From Lynn (who is post-flood) about other techniques.
I did some Stettbacher before I read your article and it used
to send my into psychotic states - I even had my second most
serious attempt at suicide while I was trying to use his technique,
although I had the support of my shrink, I was doing my Stett
sessions alone. The pain was appalling and although it was
possible to make sense of it, what was missing was a dynamic
momentum to put the "bad", the "wrong", all the negative in
a word, OUTSIDE my self. My ego always surrendered to
stronger feelings of guilt and depreciation, throwing my into
deep depression and causing my work to be interrupted.
I had come to the conclusion - with my shrink - that my
emotional world was inaccessible without the turmoil of
guilt and the subsequent depression, and that, when I was
functioning well, a complete seal was put upon my feelings.

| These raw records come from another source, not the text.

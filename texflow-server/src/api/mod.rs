//! API 路由模块
//!
//! # 结构
//!
//! - [`health`] - 健康检查
//! - [`products`] - 商品管理接口
//! - [`transactions`] - 交易记账接口
//! - [`suppliers`] - 供应商接口
//! - [`customers`] - 客户接口
//! - [`reports`] - 汇总报表接口

pub mod health;

pub mod customers;
pub mod products;
pub mod reports;
pub mod suppliers;
pub mod transactions;

pub use crate::utils::{AppError, AppResult};
//! Supplier API Handlers

use axum::{
    Json,
    extract::{Path, State},
    http::StatusCode,
};

use crate::core::ServerState;
use crate::utils::{AppJson, AppResult};
use shared::models::{Supplier, SupplierCreate, SupplierUpdate};

/// GET /api/suppliers - 获取所有供应商
pub async fn list(State(state): State<ServerState>) -> AppResult<Json<Vec<Supplier>>> {
    Ok(Json(state.parties.list_suppliers().await?))
}

/// POST /api/suppliers - 创建供应商
pub async fn create(
    State(state): State<ServerState>,
    AppJson(payload): AppJson<SupplierCreate>,
) -> AppResult<(StatusCode, Json<Supplier>)> {
    let supplier = state.parties.create_supplier(payload).await?;
    Ok((StatusCode::CREATED, Json(supplier)))
}

/// PATCH /api/suppliers/:id - 更新供应商
pub async fn update(
    State(state): State<ServerState>,
    Path(id): Path<String>,
    AppJson(payload): AppJson<SupplierUpdate>,
) -> AppResult<Json<Supplier>> {
    Ok(Json(state.parties.update_supplier(&id, payload).await?))
}

/// DELETE /api/suppliers/:id - 删除供应商
pub async fn delete(
    State(state): State<ServerState>,
    Path(id): Path<String>,
) -> AppResult<StatusCode> {
    state.parties.delete_supplier(&id).await?;
    Ok(StatusCode::NO_CONTENT)
}
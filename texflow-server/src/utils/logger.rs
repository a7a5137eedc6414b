//! Logging Infrastructure
//!
//! Structured logging setup with support for both development and production environments.

use std::path::Path;

use tracing_subscriber::EnvFilter;

/// Initialize the logger
pub fn init_logger() {
    init_logger_with_file(None, None, None);
}

/// Initialize the logger with optional JSON and file output
///
/// `RUST_LOG` wins over `log_level` when set. File output is only enabled
/// when `log_dir` already exists.
pub fn init_logger_with_file(log_level: Option<&str>, json: Option<bool>, log_dir: Option<&str>) {
    let level = log_level.unwrap_or("info");
    let filter = EnvFilter::try_from_default_env().unwrap_or_else(|_| EnvFilter::new(level));
    let json = json.unwrap_or(false);

    let builder = tracing_subscriber::fmt()
        .with_env_filter(filter)
        .with_file(false)
        .with_line_number(false)
        .with_thread_ids(false)
        .with_target(false);

    let file_appender = log_dir
        .map(Path::new)
        .filter(|p| p.exists())
        .map(|p| tracing_appender::rolling::daily(p, "texflow-server"));

    // try_init: tests and embedders may have installed a subscriber already
    let _ = match (file_appender, json) {
        (Some(appender), true) => builder.json().with_writer(appender).try_init(),
        (Some(appender), false) => builder.with_ansi(false).with_writer(appender).try_init(),
        (None, true) => builder.json().try_init(),
        (None, false) => builder.try_init(),
    };
}
//! 待确认写入队列
//!
//! A pending write has already been applied to the local tier and waits for
//! the server's verdict. The queue is persisted in the local tier under
//! [`PENDING_KEY`] so it survives a restart when the cache is on disk.

use http::Method;
use serde::{Deserialize, Serialize};
use serde_json::Value;

use crate::optimistic::{mentions, rewrite_ids};
use crate::resource::Resource;

/// Local tier key of the queue
pub const PENDING_KEY: &str = "texflow_pending_writes";

/// A mutation against one resource
#[derive(Debug, Clone, PartialEq, Serialize, Deserialize)]
#[serde(tag = "op", rename_all = "camelCase")]
pub enum WriteOp {
    /// POST to the collection (a transaction record is a create)
    Create { body: Value },
    /// PATCH an item
    Update { id: String, patch: Value },
    /// DELETE an item
    Delete { id: String },
}

impl WriteOp {
    pub fn method(&self) -> Method {
        match self {
            Self::Create { .. } => Method::POST,
            Self::Update { .. } => Method::PATCH,
            Self::Delete { .. } => Method::DELETE,
        }
    }

    pub fn path(&self, resource: Resource) -> String {
        match self {
            Self::Create { .. } => resource.path().to_string(),
            Self::Update { id, .. } | Self::Delete { id } => resource.item_path(id),
        }
    }

    pub fn body(&self) -> Option<&Value> {
        match self {
            Self::Create { body } => Some(body),
            Self::Update { patch, .. } => Some(patch),
            Self::Delete { .. } => None,
        }
    }

    /// Target item, for updates and deletes
    pub fn target(&self) -> Option<&str> {
        match self {
            Self::Create { .. } => None,
            Self::Update { id, .. } | Self::Delete { id } => Some(id),
        }
    }
}

/// Signed stock change a transaction record applied to a cached product
#[derive(Debug, Clone, PartialEq, Serialize, Deserialize)]
#[serde(rename_all = "camelCase")]
pub struct StockAdjustment {
    pub product_id: String,
    pub delta: i64,
}

#[derive(Debug, Clone, PartialEq, Serialize, Deserialize)]
#[serde(rename_all = "camelCase")]
pub struct PendingWrite {
    /// Queue entry id
    pub id: String,
    pub resource: Resource,
    pub op: WriteOp,
    /// `local-*` id minted for a create
    #[serde(default)]
    pub temp_id: Option<String>,
    /// Optimistic item inserted for a create
    #[serde(default)]
    pub draft: Option<Value>,
    /// Cached item before an update or delete, restored on rejection
    #[serde(default)]
    pub previous: Option<Value>,
    #[serde(default)]
    pub stock_adjustment: Option<StockAdjustment>,
    pub queued_at: i64,
}

impl PendingWrite {
    pub fn new(resource: Resource, op: WriteOp, queued_at: i64) -> Self {
        Self {
            id: uuid::Uuid::new_v4().to_string(),
            resource,
            op,
            temp_id: None,
            draft: None,
            previous: None,
            stock_adjustment: None,
            queued_at,
        }
    }

    /// Whether sending this entry needs `id` to exist on the server
    pub fn references(&self, id: &str) -> bool {
        self.op.target() == Some(id) || self.op.body().is_some_and(|b| mentions(b, id))
    }

    /// Swap a confirmed temporary id for the server's id
    pub fn rewrite_id(&mut self, from: &str, to: &str) {
        match &mut self.op {
            WriteOp::Create { body } => rewrite_ids(body, from, to),
            WriteOp::Update { id, patch } => {
                if id == from {
                    *id = to.to_string();
                }
                rewrite_ids(patch, from, to);
            }
            WriteOp::Delete { id } => {
                if id == from {
                    *id = to.to_string();
                }
            }
        }
        for value in [&mut self.draft, &mut self.previous].into_iter().flatten() {
            rewrite_ids(value, from, to);
        }
        if let Some(adj) = &mut self.stock_adjustment {
            if adj.product_id == from {
                adj.product_id = to.to_string();
            }
        }
    }
}

/// Outcome of one queue entry during a replay
#[derive(Debug, Clone, PartialEq)]
pub struct ConfirmedWrite {
    pub entry_id: String,
    pub resource: Resource,
    pub value: Value,
}

#[derive(Debug, Clone, PartialEq)]
pub struct RejectedWrite {
    pub entry_id: String,
    pub resource: Resource,
    pub error: shared::ErrorBody,
}

/// Result of [`crate::HybridStore::sync`]
#[derive(Debug, Clone, Default, PartialEq)]
pub struct SyncReport {
    pub confirmed: Vec<ConfirmedWrite>,
    pub rejected: Vec<RejectedWrite>,
    /// Entries still waiting after the replay stopped
    pub pending: usize,
}

impl SyncReport {
    pub fn is_clean(&self) -> bool {
        self.rejected.is_empty() && self.pending == 0
    }
}

#[cfg(test)]
mod tests {
    use super::*;
    use serde_json::json;

    #[test]
    fn paths_follow_the_operation() {
        let create = WriteOp::Create { body: json!({}) };
        assert_eq!(create.method(), Method::POST);
        assert_eq!(create.path(Resource::Transactions), "/api/transactions");

        let delete = WriteOp::Delete { id: "42".into() };
        assert_eq!(delete.method(), Method::DELETE);
        assert_eq!(delete.path(Resource::Products), "/api/products/42");
        assert!(delete.body().is_none());
    }

    #[test]
    fn rewrite_touches_target_body_and_adjustment() {
        let mut sale = PendingWrite::new(
            Resource::Transactions,
            WriteOp::Create {
                body: json!({"type": "Sale", "productId": "local-p"}),
            },
            1,
        );
        sale.stock_adjustment = Some(StockAdjustment {
            product_id: "local-p".into(),
            delta: -2,
        });
        assert!(sale.references("local-p"));

        sale.rewrite_id("local-p", "9001");
        assert!(!sale.references("local-p"));
        assert_eq!(sale.op.body().unwrap()["productId"], json!("9001"));
        assert_eq!(sale.stock_adjustment.unwrap().product_id, "9001");

        let mut edit = PendingWrite::new(
            Resource::Products,
            WriteOp::Update {
                id: "local-p".into(),
                patch: json!({"stock": 4}),
            },
            2,
        );
        edit.rewrite_id("local-p", "9001");
        assert_eq!(edit.op.path(Resource::Products), "/api/products/9001");
    }

    #[test]
    fn queue_entries_persist_as_json() {
        let entry = PendingWrite::new(
            Resource::Customers,
            WriteOp::Create {
                body: json!({"name": "Asha"}),
            },
            7,
        );
        let value = serde_json::to_value(&entry).unwrap();
        assert_eq!(value["op"]["op"], json!("create"));
        let back: PendingWrite = serde_json::from_value(value).unwrap();
        assert_eq!(back, entry);
    }
}
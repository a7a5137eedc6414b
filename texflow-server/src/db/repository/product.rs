//! Product Repository

use super::{BaseRepository, RepoError, RepoResult, new_record_id};
use crate::db::models::{ProductData, ProductRecord};
use shared::models::Product;
use surrealdb::RecordId;
use surrealdb::Surreal;
use surrealdb::engine::local::Db;

pub const TABLE: &str = "product";

#[derive(Clone)]
pub struct ProductRepository {
    base: BaseRepository,
}

impl ProductRepository {
    pub fn new(db: Surreal<Db>) -> Self {
        Self {
            base: BaseRepository::new(db),
        }
    }

    /// Find all products, newest first
    pub async fn find_all(&self) -> RepoResult<Vec<Product>> {
        let rows: Vec<ProductRecord> = self
            .base
            .db()
            .query("SELECT * FROM product ORDER BY created_at DESC")
            .await?
            .take(0)?;
        Ok(rows.into_iter().map(Product::from).collect())
    }

    /// Find product by record id
    pub async fn find_by_id(&self, id: &RecordId) -> RepoResult<Option<Product>> {
        let row: Option<ProductRecord> = self.base.db().select(id.clone()).await?;
        Ok(row.map(Product::from))
    }

    /// Find product by SKU
    pub async fn find_by_sku(&self, sku: &str) -> RepoResult<Option<Product>> {
        let sku_owned = sku.to_string();
        let mut result = self
            .base
            .db()
            .query("SELECT * FROM product WHERE sku = $sku LIMIT 1")
            .bind(("sku", sku_owned))
            .await?;
        let rows: Vec<ProductRecord> = result.take(0)?;
        Ok(rows.into_iter().next().map(Product::from))
    }

    /// Create a new product
    pub async fn create(&self, data: ProductData) -> RepoResult<Product> {
        // Check duplicate SKU
        if self.find_by_sku(&data.sku).await?.is_some() {
            return Err(duplicate_sku(&data.sku));
        }

        let sku = data.sku.clone();
        let created: Option<ProductRecord> = self
            .base
            .db()
            .create(new_record_id(TABLE))
            .content(data)
            .await
            .map_err(|e| map_write_error(e, &sku))?;
        created
            .map(Product::from)
            .ok_or_else(|| RepoError::Database("Failed to create product".to_string()))
    }

    /// Replace a product's fields with the merged record
    pub async fn update(&self, id: &RecordId, data: ProductData) -> RepoResult<Product> {
        // Check duplicate SKU against other products
        if let Some(other) = self.find_by_sku(&data.sku).await?
            && other.id != id.key().to_string()
        {
            return Err(duplicate_sku(&data.sku));
        }

        let sku = data.sku.clone();
        let rows: Vec<ProductRecord> = self
            .base
            .db()
            .query("UPDATE $thing MERGE $data RETURN AFTER")
            .bind(("thing", id.clone()))
            .bind(("data", data))
            .await
            .and_then(|mut r| r.take(0))
            .map_err(|e| map_write_error(e, &sku))?;

        rows.into_iter()
            .next()
            .map(Product::from)
            .ok_or_else(|| RepoError::NotFound(format!("Product {} not found", id.key())))
    }

    /// Add `delta` to stock unconditionally
    ///
    /// Returns `None` when the product does not exist.
    pub async fn add_stock(&self, id: &RecordId, delta: i64) -> RepoResult<Option<Product>> {
        let rows: Vec<ProductRecord> = self
            .base
            .db()
            .query("UPDATE $thing SET stock += $delta, updated_at = $now RETURN AFTER")
            .bind(("thing", id.clone()))
            .bind(("delta", delta))
            .bind(("now", shared::util::now_millis()))
            .await?
            .take(0)?;
        Ok(rows.into_iter().next().map(Product::from))
    }

    /// Remove `quantity` from stock only if that much is on hand
    ///
    /// Returns `None` when the product does not exist or stock is short;
    /// stock is unchanged in both cases.
    pub async fn take_stock(&self, id: &RecordId, quantity: i64) -> RepoResult<Option<Product>> {
        let rows: Vec<ProductRecord> = self
            .base
            .db()
            .query(
                "UPDATE $thing SET stock -= $qty, updated_at = $now \
                 WHERE stock >= $qty RETURN AFTER",
            )
            .bind(("thing", id.clone()))
            .bind(("qty", quantity))
            .bind(("now", shared::util::now_millis()))
            .await?
            .take(0)?;
        Ok(rows.into_iter().next().map(Product::from))
    }

    /// Delete a product together with its ledger entries (single store transaction)
    pub async fn delete_cascade(&self, id: &RecordId) -> RepoResult<()> {
        self.base
            .db()
            .query(
                "BEGIN TRANSACTION; \
                 DELETE ledger WHERE product_id = $pid; \
                 DELETE $thing; \
                 COMMIT TRANSACTION;",
            )
            .bind(("pid", id.key().to_string()))
            .bind(("thing", id.clone()))
            .await?
            .check()?;
        Ok(())
    }
}

fn duplicate_sku(sku: &str) -> RepoError {
    RepoError::Duplicate(format!("Product with SKU '{}' already exists", sku))
}

/// Unique-index violations surface as Duplicate
fn map_write_error(err: surrealdb::Error, sku: &str) -> RepoError {
    let msg = err.to_string();
    if msg.contains("product_sku") || msg.contains("already contains") {
        duplicate_sku(sku)
    } else {
        RepoError::Database(msg)
    }
}
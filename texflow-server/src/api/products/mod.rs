//! Product API 模块

mod handler;

use axum::{Router, routing::get};

use crate::core::ServerState;

pub fn router() -> Router<ServerState> {
    Router::new().nest("/api/products", product_routes())
}

fn product_routes() -> Router<ServerState> {
    Router::new()
        .route("/", get(handler::list).post(handler::create))
        .route(
            "/{id}",
            get(handler::get_by_id)
                .patch(handler::update)
                .delete(handler::delete),
        )
}
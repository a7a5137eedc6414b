//! Client error types

use shared::ErrorBody;
use thiserror::Error;

/// Client error type
#[derive(Debug, Error)]
pub enum ClientError {
    /// Transport failure (connection refused, DNS, reset ...)
    #[error("HTTP error: {0}")]
    Http(String),

    /// The server did not answer within the configured timeout
    #[error("Request timed out")]
    Timeout,

    /// The server answered with a non-success status
    #[error("API error {status} ({code}): {message}")]
    Api {
        status: u16,
        code: String,
        message: String,
    },

    /// Request could not be built
    #[error("Invalid request: {0}")]
    Request(String),

    /// Invalid response format
    #[error("Invalid response: {0}")]
    InvalidResponse(String),

    /// Local tier failure
    #[error("Cache error: {0}")]
    Cache(String),

    /// Serialization error
    #[error("Serialization error: {0}")]
    Serialization(#[from] serde_json::Error),

    #[error(transparent)]
    Other(#[from] anyhow::Error),
}

impl ClientError {
    /// Build an [`ClientError::Api`] from a status and the raw response body
    pub fn from_response(status: u16, body: &[u8]) -> Self {
        match serde_json::from_slice::<ErrorBody>(body) {
            Ok(err) => ClientError::Api {
                status,
                code: err.code,
                message: err.message,
            },
            Err(_) => ClientError::Api {
                status,
                code: String::new(),
                message: String::from_utf8_lossy(body).into_owned(),
            },
        }
    }

    /// 服务端明确拒绝 (4xx)，重试没有意义
    pub fn is_rejection(&self) -> bool {
        matches!(self, ClientError::Api { status, .. } if (400..500).contains(status))
    }

    /// The error body as the server sent it, for rejections
    pub fn error_body(&self) -> Option<ErrorBody> {
        match self {
            ClientError::Api { code, message, .. } => Some(ErrorBody {
                code: code.clone(),
                message: message.clone(),
            }),
            _ => None,
        }
    }
}

impl From<reqwest::Error> for ClientError {
    fn from(err: reqwest::Error) -> Self {
        if err.is_timeout() {
            ClientError::Timeout
        } else {
            ClientError::Http(err.to_string())
        }
    }
}

/// Result type for client operations
pub type ClientResult<T> = Result<T, ClientError>;

#[cfg(test)]
mod tests {
    use super::*;

    #[test]
    fn parses_server_error_body() {
        let err = ClientError::from_response(
            400,
            br#"{"code":"E0007","message":"Insufficient stock for TEX-001: requested 11, available 10"}"#,
        );
        assert!(err.is_rejection());
        let body = err.error_body().unwrap();
        assert_eq!(body.code, "E0007");
        assert!(body.message.contains("available 10"));
    }

    #[test]
    fn server_faults_are_not_rejections() {
        let err = ClientError::from_response(500, b"boom");
        assert!(!err.is_rejection());
        assert!(!ClientError::Timeout.is_rejection());
        match err {
            ClientError::Api { code, message, .. } => {
                assert!(code.is_empty());
                assert_eq!(message, "boom");
            }
            other => panic!("unexpected {other:?}"),
        }
    }
}
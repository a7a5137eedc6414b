//! Ledger Service - records Purchases and Sales and moves stock
//!
//! # Recording order
//!
//! 1. Resolve defaults from the product (unit price, names, totals)
//! 2. Apply the stock delta under the product's lock
//!    - Sale: conditional decrement, refused if stock is short
//!    - Purchase: unconditional increment
//! 3. Append the ledger entry; if that fails, revert the delta
//!
//! Recording is not idempotent: the same payload twice yields two entries.

use std::sync::Arc;

use shared::models::{Transaction, TransactionCreate, TransactionFilter, TransactionType};
use shared::money;
use shared::util::now_millis;
use surrealdb::Surreal;
use surrealdb::engine::local::Db;

use super::StockLocks;
use super::catalog_service::product_rid;
use crate::db::models::LedgerData;
use crate::db::repository::{LedgerRepository, ProductRepository};
use crate::utils::validation::{
    MAX_ADDRESS_LEN, MAX_NAME_LEN, finite_or, require, validate_max_len,
};
use crate::utils::{AppError, AppResult};

#[derive(Clone)]
pub struct LedgerService {
    products: ProductRepository,
    ledger: LedgerRepository,
    locks: Arc<StockLocks>,
}

impl std::fmt::Debug for LedgerService {
    fn fmt(&self, f: &mut std::fmt::Formatter<'_>) -> std::fmt::Result {
        f.debug_struct("LedgerService").finish_non_exhaustive()
    }
}

impl LedgerService {
    pub fn new(db: Surreal<Db>, locks: Arc<StockLocks>) -> Self {
        Self {
            products: ProductRepository::new(db.clone()),
            ledger: LedgerRepository::new(db),
            locks,
        }
    }

    /// Transactions newest first (business date, then creation time)
    pub async fn list(&self, filter: &TransactionFilter) -> AppResult<Vec<Transaction>> {
        Ok(self.ledger.find_all(filter).await?)
    }

    /// Validate, apply the stock delta and append the ledger entry
    pub async fn record(&self, input: TransactionCreate) -> AppResult<Transaction> {
        let tx_type = require(input.tx_type, "type")?;
        let rid = product_rid(&require(input.product_id, "productId")?)?;
        // Canonical key: the lock, the stored entry and the cascade all use it
        let product_id = rid.key().to_string();
        // Missing, invalid and non-positive quantities all mean one unit
        let quantity = input.quantity.filter(|q| *q > 0).unwrap_or(1);
        if let Some(entity) = &input.entity_name {
            validate_max_len(entity, "entityName", MAX_NAME_LEN)?;
        }
        if let Some(shipping) = &input.shipping {
            validate_max_len(&shipping.address, "shipping.address", MAX_ADDRESS_LEN)?;
        }

        let _guard = self.locks.lock(&product_id).await;

        let product = self
            .products
            .find_by_id(&rid)
            .await?
            .ok_or_else(|| AppError::not_found(format!("Product {} not found", product_id)))?;

        let default_price = match tx_type {
            TransactionType::Purchase => product.cost_price,
            TransactionType::Sale => product.selling_price,
        };
        let unit_price = finite_or(input.unit_price, default_price);
        let tax_amount = finite_or(input.tax_amount, 0.0);
        let total_amount = match input.total_amount.filter(|t| t.is_finite()) {
            Some(total) => total,
            None => money::line_total(quantity, unit_price, tax_amount)
                .ok_or_else(|| AppError::validation("totalAmount is out of range"))?,
        };

        // 1. Stock first
        let delta = tx_type.stock_delta(quantity);
        let updated = match tx_type {
            TransactionType::Sale => {
                if quantity > product.stock {
                    return Err(insufficient(&product.sku, quantity, product.stock));
                }
                self.products
                    .take_stock(&rid, quantity)
                    .await?
                    .ok_or_else(|| insufficient(&product.sku, quantity, product.stock))?
            }
            TransactionType::Purchase => {
                if product.stock.checked_add(quantity).is_none() {
                    return Err(AppError::validation("quantity is out of range"));
                }
                self.products
                    .add_stock(&rid, quantity)
                    .await?
                    .ok_or_else(|| {
                        AppError::not_found(format!("Product {} not found", product_id))
                    })?
            }
        };

        // 2. Then the ledger entry
        let now = now_millis();
        let data = LedgerData {
            tx_type,
            product_id: product_id.clone(),
            product_name: product.name.clone(),
            quantity,
            unit_price,
            tax_amount,
            total_amount,
            date: input.date.unwrap_or(now),
            status: input.status.unwrap_or_default(),
            entity_name: input
                .entity_name
                .unwrap_or_else(|| tx_type.default_entity_name().to_string()),
            user_id: input.user_id,
            shipping: input.shipping,
            created_at: now,
        };

        match self.ledger.create(data).await {
            Ok(tx) => {
                tracing::info!(
                    tx_id = %tx.id,
                    product_id = %product_id,
                    tx_type = ?tx_type,
                    quantity,
                    stock = updated.stock,
                    "Transaction recorded"
                );
                Ok(tx)
            }
            Err(e) => {
                // Compensate: the entry does not exist, so neither may its delta
                if let Err(revert_err) = self.products.add_stock(&rid, -delta).await {
                    tracing::error!(
                        product_id = %product_id,
                        delta,
                        error = %revert_err,
                        "Failed to revert stock after ledger write failure"
                    );
                } else {
                    tracing::warn!(product_id = %product_id, delta, "Stock delta reverted");
                }
                Err(e.into())
            }
        }
    }
}

fn insufficient(sku: &str, requested: i64, available: i64) -> AppError {
    AppError::insufficient_stock(format!(
        "Insufficient stock for {}: requested {}, available {}",
        sku, requested, available
    ))
}
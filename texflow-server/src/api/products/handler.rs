//! Product API Handlers

use axum::{
    Json,
    extract::{Path, State},
    http::StatusCode,
};

use crate::core::ServerState;
use crate::utils::{AppJson, AppResult};
use shared::models::{Product, ProductCreate, ProductUpdate};

/// GET /api/products - 获取所有商品 (最新优先)
pub async fn list(State(state): State<ServerState>) -> AppResult<Json<Vec<Product>>> {
    let products = state.catalog.list().await?;
    Ok(Json(products))
}

/// GET /api/products/:id - 获取单个商品
pub async fn get_by_id(
    State(state): State<ServerState>,
    Path(id): Path<String>,
) -> AppResult<Json<Product>> {
    let product = state.catalog.get(&id).await?;
    Ok(Json(product))
}

/// POST /api/products - 创建商品
pub async fn create(
    State(state): State<ServerState>,
    AppJson(payload): AppJson<ProductCreate>,
) -> AppResult<(StatusCode, Json<Product>)> {
    let product = state.catalog.create(payload).await?;
    Ok((StatusCode::CREATED, Json(product)))
}

/// PATCH /api/products/:id - 更新商品 (部分字段)
pub async fn update(
    State(state): State<ServerState>,
    Path(id): Path<String>,
    AppJson(payload): AppJson<ProductUpdate>,
) -> AppResult<Json<Product>> {
    let product = state.catalog.update(&id, payload).await?;
    Ok(Json(product))
}

/// DELETE /api/products/:id - 删除商品及其交易记录
pub async fn delete(
    State(state): State<ServerState>,
    Path(id): Path<String>,
) -> AppResult<StatusCode> {
    state.catalog.delete(&id).await?;
    Ok(StatusCode::NO_CONTENT)
}
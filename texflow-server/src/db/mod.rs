//! Database Module
//!
//! Embedded SurrealDB: RocksDB on disk, in-memory engine for tests.

pub mod models;
pub mod repository;

use surrealdb::Surreal;
use surrealdb::engine::local::{Db, Mem, RocksDb};

use crate::utils::AppError;

const NAMESPACE: &str = "texflow";
const DATABASE: &str = "texflow";

/// 表定义和索引 (幂等，每次启动执行)
const SCHEMA: &str = r#"
DEFINE TABLE IF NOT EXISTS product SCHEMALESS;
DEFINE TABLE IF NOT EXISTS ledger SCHEMALESS;
DEFINE TABLE IF NOT EXISTS supplier SCHEMALESS;
DEFINE TABLE IF NOT EXISTS customer SCHEMALESS;
DEFINE INDEX IF NOT EXISTS product_sku ON TABLE product FIELDS sku UNIQUE;
DEFINE INDEX IF NOT EXISTS ledger_product ON TABLE ledger FIELDS product_id;
DEFINE INDEX IF NOT EXISTS ledger_user ON TABLE ledger FIELDS user_id;
"#;

/// Database service — owns the embedded SurrealDB handle
#[derive(Clone)]
pub struct DbService {
    pub db: Surreal<Db>,
}

impl DbService {
    /// Open (or create) the on-disk store at `db_path`
    pub async fn new(db_path: &str) -> Result<Self, AppError> {
        let db = Surreal::new::<RocksDb>(db_path)
            .await
            .map_err(|e| AppError::database(format!("Failed to open database: {e}")))?;
        tracing::info!(path = %db_path, "Database opened (RocksDB)");
        Self::setup(db).await
    }

    /// Volatile store for tests and demos
    pub async fn memory() -> Result<Self, AppError> {
        let db = Surreal::new::<Mem>(())
            .await
            .map_err(|e| AppError::database(format!("Failed to open in-memory database: {e}")))?;
        Self::setup(db).await
    }

    async fn setup(db: Surreal<Db>) -> Result<Self, AppError> {
        db.use_ns(NAMESPACE)
            .use_db(DATABASE)
            .await
            .map_err(|e| AppError::database(format!("Failed to select namespace: {e}")))?;

        db.query(SCHEMA)
            .await
            .and_then(|r| r.check())
            .map_err(|e| AppError::database(format!("Failed to apply schema: {e}")))?;
        tracing::info!("Database schema applied");

        Ok(Self { db })
    }

    /// Cheap round-trip used by the health check
    pub async fn ping(db: &Surreal<Db>) -> bool {
        db.query("RETURN true").await.and_then(|r| r.check()).is_ok()
    }
}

I felt disconnected from myself to the point of seeming an
iceberg, and I felt the constant threat over my head of a
crisis coming out of nowhere at ANY time. The systematic
re-directing of ALL agressivity towards the outside - towards
the very people who caused it in the first place was what
made it possible for me to face the pain, feel the feelings and
let detox my brain. Lynn
Yes, and this happens also in primal therapy. Using the self-help
measures one can turn 'thoughts' of need or guilt (rather than sitting
in that pain or trying toexpress it) into anger at the very beginning
of a primal (a detox) and redirect the anger toward parents who didn't
supply that need or made us feel guilty. The primal will be less
painful, end sooner, and be a more effective healing event. There may
be a high and then some depression afterward.This does not mean the
detox crisis was incomplete or unresolved. It's just part of the cycle.
This is what the self-help measures are about, and doing this all day
long at the first sign of an excitatory symptom (a primal, a detox),
rather than just at primal sessions, is what makes recovery rapid.